What is being asked:
Could you filter the records below down to the lines that include the word "External"?
--- START ---
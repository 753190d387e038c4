//! Last-started run mode, persisted in the project state directory

use std::sync::Arc;

use chrono::Utc;
use tracing::{debug, warn};

use crate::application::{ApplicationError, ApplicationResult, IoResultExt};
use crate::config::Settings;
use crate::domain::{RunMode, Session};
use crate::infrastructure::traits::FileSystem;

/// Records which mode `run-*` started so later commands know where to look.
pub struct SessionService {
    fs: Arc<dyn FileSystem>,
    settings: Arc<Settings>,
}

impl SessionService {
    pub fn new(fs: Arc<dyn FileSystem>, settings: Arc<Settings>) -> Self {
        Self { fs, settings }
    }

    /// Current session, `None` when absent or unreadable.
    pub fn load(&self) -> Option<Session> {
        let path = self.settings.session_file();
        if !self.fs.is_file(&path) {
            return None;
        }
        let parsed = self
            .fs
            .read_to_string(&path)
            .map_err(|e| e.to_string())
            .and_then(|content| toml::from_str::<Session>(&content).map_err(|e| e.to_string()));
        match parsed {
            Ok(session) => {
                debug!("load: session mode={} since {}", session.mode, session.started_at);
                Some(session)
            }
            Err(e) => {
                warn!("ignoring unreadable session file {}: {}", path.display(), e);
                None
            }
        }
    }

    /// Record the mode being started.
    pub fn record(&self, mode: RunMode) -> ApplicationResult<Session> {
        let session = Session {
            mode,
            started_at: Utc::now().to_rfc3339(),
            host: Self::get_hostname(),
        };
        self.save(&session)?;
        Ok(session)
    }

    /// Put back a previously loaded session; `None` clears the record.
    pub fn restore(&self, previous: Option<&Session>) -> ApplicationResult<()> {
        match previous {
            Some(session) => self.save(session),
            None => self.clear(),
        }
    }

    fn save(&self, session: &Session) -> ApplicationResult<()> {
        let path = self.settings.session_file();
        let content = toml::to_string(session).map_err(|e| ApplicationError::OperationFailed {
            context: "serialize session".to_string(),
            source: Box::new(e),
        })?;
        self.fs
            .ensure_parent(&path)
            .with_path_context("create state dir", &path)?;
        self.fs
            .write(&path, &content)
            .with_path_context("write session", &path)?;
        debug!("save: mode={} -> {}", session.mode, path.display());
        Ok(())
    }

    /// Forget the session. Absent file is not an error.
    pub fn clear(&self) -> ApplicationResult<()> {
        let path = self.settings.session_file();
        if self.fs.exists(&path) {
            self.fs
                .remove_file(&path)
                .with_path_context("remove session", &path)?;
        }
        Ok(())
    }

    fn get_hostname() -> String {
        hostname::get()
            .map(|h| h.to_string_lossy().to_string())
            .unwrap_or_else(|_| "unknown".to_string())
    }
}

#[cfg(test)]
mod tests {
    use super::*;
    use crate::infrastructure::traits::RealFileSystem;
    use tempfile::TempDir;

    fn service(temp: &TempDir) -> SessionService {
        let settings = Settings {
            project_dir: temp.path().to_path_buf(),
            ..Settings::default()
        };
        SessionService::new(Arc::new(RealFileSystem), Arc::new(settings))
    }

    #[test]
    fn given_recorded_mode_when_load_then_returns_it() {
        let temp = TempDir::new().unwrap();
        let svc = service(&temp);

        svc.record(RunMode::External).unwrap();
        let loaded = svc.load().expect("session");

        assert_eq!(loaded.mode, RunMode::External);
        assert!(!loaded.host.is_empty());
        assert!(temp.path().join(".launchpad/session.toml").is_file());
    }

    #[test]
    fn given_garbage_file_when_load_then_none() {
        let temp = TempDir::new().unwrap();
        std::fs::create_dir_all(temp.path().join(".launchpad")).unwrap();
        std::fs::write(temp.path().join(".launchpad/session.toml"), "mode = 42").unwrap();

        assert!(service(&temp).load().is_none());
    }

    #[test]
    fn given_no_session_when_clear_then_ok() {
        let temp = TempDir::new().unwrap();
        let svc = service(&temp);
        svc.clear().unwrap();
        svc.record(RunMode::Local).unwrap();
        svc.clear().unwrap();
        assert!(svc.load().is_none());
    }

    #[test]
    fn given_previous_session_when_restore_then_previous_mode_back() {
        let temp = TempDir::new().unwrap();
        let svc = service(&temp);
        let previous = svc.record(RunMode::External).unwrap();
        svc.record(RunMode::Local).unwrap();

        svc.restore(Some(&previous)).unwrap();

        assert_eq!(svc.load(), Some(previous));
    }

    #[test]
    fn given_no_previous_session_when_restore_then_cleared() {
        let temp = TempDir::new().unwrap();
        let svc = service(&temp);
        svc.record(RunMode::Local).unwrap();

        svc.restore(None).unwrap();

        assert!(svc.load().is_none());
    }
}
--- END ---
Answer space:
        svc.record(RunMode::External).unwrap();
        assert_eq!(loaded.mode, RunMode::External);
        let previous = svc.record(RunMode::External).unwrap();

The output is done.